**Exercise details**: Would you reproduce exactly the lines below from the one holding "pub fn block_duration_ms(&self)" through the one holding "if size < 2", inclusive, and no others?

Collected data:
::::::::

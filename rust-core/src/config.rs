//! Detector configuration
//!
//! All tuning constants for the detection pipeline live here. Defaults match
//! a 16 kHz microphone front end delivering 1024-sample blocks.

use crate::error::ConfigError;
use serde::{Deserialize, Serialize};

/// Detection pipeline parameters
#[derive(Debug, Clone, PartialEq, Serialize, Deserialize)]
#[serde(default)]
pub struct DetectorConfig {
    /// Sample rate of the audio source in Hz
    pub sample_rate: u32,

    /// Samples per analysis block (power of 2)
    pub block_size: usize,

    /// Lower edge of the whistle band in Hz (inclusive)
    pub min_whistle_freq: f32,

    /// Upper edge of the whistle band in Hz (inclusive)
    pub max_whistle_freq: f32,

    /// Bin magnitude a peak must strictly exceed to count as a whistle
    pub min_magnitude: f32,

    /// Shortest whistle that produces an event, in ms
    pub min_duration_ms: u32,

    /// Silence tolerated inside a whistle before it ends, in ms
    pub dropout_grace_ms: u32,

    /// Weight of the previous frequency estimate when smoothing
    pub smoothing: f32,

    /// Readings further than this from the current estimate are not smoothed in (Hz)
    pub max_frequency_jump: f32,
}

impl Default for DetectorConfig {
    fn default() -> Self {
        Self {
            sample_rate: 16_000,
            block_size: 1024,
            min_whistle_freq: 500.0,
            max_whistle_freq: 5000.0,
            min_magnitude: 50_000.0,
            min_duration_ms: 100,
            dropout_grace_ms: 50,
            smoothing: 0.7,
            max_frequency_jump: 200.0,
        }
    }
}

impl DetectorConfig {
    /// Check every parameter, returning the first violation
    pub fn validate(&self) -> Result<(), ConfigError> {
        if self.sample_rate == 0 {
            return Err(ConfigError::ZeroSampleRate);
        }

        validate_block_size(self.block_size)?;

        let (min, max) = (self.min_whistle_freq, self.max_whistle_freq);
        if !(min.is_finite() && max.is_finite()) || min <= 0.0 || min >= max {
            return Err(ConfigError::InvalidBand { min, max });
        }

        let nyquist = self.sample_rate as f32 / 2.0;
        if max > nyquist {
            return Err(ConfigError::BandAboveNyquist { max, nyquist });
        }

        if !self.min_magnitude.is_finite() || self.min_magnitude < 0.0 {
            return Err(ConfigError::InvalidMagnitude(self.min_magnitude));
        }

        if self.min_duration_ms == 0 {
            return Err(ConfigError::ZeroDuration);
        }

        if !(0.0..1.0).contains(&self.smoothing) {
            return Err(ConfigError::InvalidSmoothing(self.smoothing));
        }

        if !self.max_frequency_jump.is_finite() || self.max_frequency_jump <= 0.0 {
            return Err(ConfigError::InvalidJumpThreshold(self.max_frequency_jump));
        }

        Ok(())
    }

    /// Width of one FFT bin in Hz
    pub fn bin_width(&self) -> f32 {
        self.sample_rate as f32 / self.block_size as f32
    }

    /// Duration of one block in ms
    pub fn block_duration_ms(&self) -> f64 {
        self.block_size as f64 * 1000.0 / self.sample_rate as f64
    }
}

/// Block sizes must be a power of two and at least 2
pub(crate) fn validate_block_size(size: usize) -> Result<(), ConfigError> {
    if size < 2 || !size.is_power_of_two() {
        return Err(ConfigError::BlockSize(size));
    }
    Ok(())
}

#[cfg(test)]
mod tests {
    use super::*;

    #[test]
    fn test_default_is_valid() {
        let config = DetectorConfig::default();
        assert_eq!(config.validate(), Ok(()));
        assert!((config.bin_width() - 15.625).abs() < 1e-6);
        assert!((config.block_duration_ms() - 64.0).abs() < 1e-9);
    }

    #[test]
    fn test_rejects_bad_block_size() {
        for size in [0, 1, 3, 1000] {
            let config = DetectorConfig {
                block_size: size,
                ..Default::default()
            };
            assert_eq!(config.validate(), Err(ConfigError::BlockSize(size)));
        }
    }

    #[test]
    fn test_rejects_inverted_band() {
        let config = DetectorConfig {
            min_whistle_freq: 4000.0,
            max_whistle_freq: 1000.0,
            ..Default::default()
        };
        assert!(matches!(config.validate(), Err(ConfigError::InvalidBand { .. })));
    }

    #[test]
    fn test_rejects_band_above_nyquist() {
        let config = DetectorConfig {
            max_whistle_freq: 9000.0,
            ..Default::default()
        };
        assert!(matches!(config.validate(), Err(ConfigError::BandAboveNyquist { .. })));
    }

    #[test]
    fn test_rejects_zero_duration_and_bad_smoothing() {
        let config = DetectorConfig {
            min_duration_ms: 0,
            ..Default::default()
        };
        assert_eq!(config.validate(), Err(ConfigError::ZeroDuration));

        let config = DetectorConfig {
            smoothing: 1.0,
            ..Default::default()
        };
        assert_eq!(config.validate(), Err(ConfigError::InvalidSmoothing(1.0)));

        let config = DetectorConfig {
            max_frequency_jump: 0.0,
            ..Default::default()
        };
        assert_eq!(config.validate(), Err(ConfigError::InvalidJumpThreshold(0.0)));
    }

    #[test]
    fn test_partial_json_falls_back_to_defaults() {
        let config: DetectorConfig =
            serde_json::from_str(r#"{"min_whistle_freq": 800.0}"#).unwrap();
        assert_eq!(config.min_whistle_freq, 800.0);
        assert_eq!(config.block_size, 1024);
    }
}
//! Key-tiled sigmoid attention.
//!
//! Because sigmoid weights are independent per key, the output is a plain sum
//! over key blocks with no running max or rescaling. Blocks that causal or
//! window masking hides from every query row are skipped outright. Only
//! compiled with the `fused` feature.

use std::ops::Range;
use std::sync::OnceLock;

use candle_core::{DType, Tensor};
use candle_nn::ops::sigmoid;

use crate::core::{validate_qkv, AttentionError, AttentionKernel, KernelArgs, Result};
use crate::masks::{LogitBias, MaskGeometry};
use crate::reference::exact::{heads_first, restore_layout, weight_dropout};

/// Key block width used by [`TiledSigmoidAttention::default`].
pub const DEFAULT_KEY_BLOCK: usize = 64;

/// Streams key/value blocks and accumulates weighted values.
#[derive(Debug)]
pub struct TiledSigmoidAttention {
    key_block: usize,
    first_call: OnceLock<()>,
}

impl TiledSigmoidAttention {
    pub fn new(key_block: usize) -> Result<Self> {
        if key_block == 0 {
            return Err(AttentionError::configuration(
                "key block width must be non-zero",
            ));
        }
        Ok(Self {
            key_block,
            first_call: OnceLock::new(),
        })
    }

    pub fn key_block(&self) -> usize {
        self.key_block
    }

    /// Key ranges that at least one query row can see.
    pub fn visible_blocks(&self, geometry: &MaskGeometry) -> Vec<Range<usize>> {
        (0..geometry.k_len)
            .step_by(self.key_block)
            .map(|start| start..(start + self.key_block).min(geometry.k_len))
            .filter(|keys| !geometry.block_is_masked(keys))
            .collect()
    }
}

impl Default for TiledSigmoidAttention {
    fn default() -> Self {
        Self {
            key_block: DEFAULT_KEY_BLOCK,
            first_call: OnceLock::new(),
        }
    }
}

impl AttentionKernel for TiledSigmoidAttention {
    fn name(&self) -> &'static str {
        "fused"
    }

    fn weighted_attention(
        &self,
        q: &Tensor,
        k: &Tensor,
        v: &Tensor,
        args: &KernelArgs<'_>,
    ) -> Result<Tensor> {
        args.validate()?;
        let dims = validate_qkv(q, k, v)?;
        let geometry = MaskGeometry::new(dims.q_len, dims.k_len, args.causal, args.window);
        let blocks = self.visible_blocks(&geometry);

        if self.first_call.set(()).is_ok() {
            log::info!(
                "sigmoid_attention::fused init key_block={} heads={} kv_heads={} head_dim={} causal={} window={}",
                self.key_block,
                dims.heads,
                dims.kv_heads,
                dims.head_dim,
                args.causal,
                args.window
            );
        }
        log::debug!(
            "sigmoid_attention::fused visiting {} of {} key blocks",
            blocks.len(),
            dims.k_len.div_ceil(self.key_block)
        );

        let (qh, kh, vh) = heads_first(q, k, v, &dims)?;
        let scale = args.resolved_scale(dims.head_dim);
        let mut acc = Tensor::zeros(
            (dims.batch, dims.heads, dims.q_len, dims.v_dim),
            DType::F32,
            q.device(),
        )?;

        for keys in blocks {
            let k_block = kh.narrow(2, keys.start, keys.len())?.contiguous()?;
            let v_block = vh.narrow(2, keys.start, keys.len())?.contiguous()?;
            let logits = qh
                .matmul(&k_block.t()?)?
                .affine(scale, args.sigmoid_bias as f64)?;
            let bias = LogitBias::build(
                &geometry,
                args.alibi_slopes,
                dims.batch,
                dims.heads,
                keys,
                q.device(),
            )?;
            let weights = weight_dropout(&sigmoid(&bias.apply(&logits)?)?, args.dropout_p)?;
            acc = (acc + weights.matmul(&v_block)?)?;
        }

        restore_layout(&acc, v.dtype())
    }
}

#[cfg(test)]
mod tests {
    use super::*;
    use crate::core::{AlibiSlopes, WindowSize};
    use crate::reference::ExactSigmoidAttention;
    use candle_core::{Device, Result as CandleResult};

    fn ramp(shape: (usize, usize, usize, usize), step: f32, device: &Device) -> CandleResult<Tensor> {
        let total = shape.0 * shape.1 * shape.2 * shape.3;
        let data: Vec<f32> = (0..total)
            .map(|i| ((i * 5 % 11) as f32 - 5.0) * step)
            .collect();
        Tensor::from_vec(data, shape, device)
    }

    #[test]
    fn matches_reference_for_every_block_width() -> CandleResult<()> {
        let device = Device::Cpu;
        let q = ramp((2, 5, 4, 8), 0.05, &device)?;
        let k = ramp((2, 7, 2, 8), 0.04, &device)?;
        let v = ramp((2, 7, 2, 4), 0.1, &device)?;
        let slopes = AlibiSlopes::geometric(4);
        let policies = [
            KernelArgs::new(0.0),
            KernelArgs::new(-1.5).with_causal(true),
            KernelArgs::new(0.5)
                .with_causal(true)
                .with_window(WindowSize::new(2, -1))
                .with_alibi(&slopes),
            KernelArgs::new(0.0).with_window(WindowSize::new(0, 1)),
        ];
        let reference = ExactSigmoidAttention::new();
        for block in [1, 2, 3, 8] {
            let tiled = TiledSigmoidAttention::new(block).unwrap();
            for args in policies.iter() {
                let expected = reference.weighted_attention(&q, &k, &v, args).unwrap();
                let got = tiled.weighted_attention(&q, &k, &v, args).unwrap();
                let max = got
                    .sub(&expected)?
                    .abs()?
                    .flatten_all()?
                    .max(0)?
                    .to_vec0::<f32>()?;
                assert!(max < 1e-5, "block {block} {args:?} diverged by {max}");
            }
        }
        Ok(())
    }

    #[test]
    fn skips_blocks_hidden_by_the_window() {
        let tiled = TiledSigmoidAttention::new(2).unwrap();
        let geometry = MaskGeometry::new(2, 8, true, WindowSize::new(1, -1));
        // offset 6: rows see keys 5..=6 and 6..=7.
        assert_eq!(tiled.visible_blocks(&geometry), vec![4..6, 6..8]);

        let open = MaskGeometry::new(2, 5, false, WindowSize::UNBOUNDED);
        assert_eq!(tiled.visible_blocks(&open), vec![0..2, 2..4, 4..5]);
    }

    #[test]
    fn zero_block_width_is_rejected() {
        assert!(matches!(
            TiledSigmoidAttention::new(0),
            Err(AttentionError::Configuration { .. })
        ));
    }
}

::::::::

**Response below**:
    pub fn block_duration_ms(&self) -> f64 {
        self.block_size as f64 * 1000.0 / self.sample_rate as f64
    }
}

/// Block sizes must be a power of two and at least 2
pub(crate) fn validate_block_size(size: usize) -> Result<(), ConfigError> {
    if size < 2 || !size.is_power_of_two() {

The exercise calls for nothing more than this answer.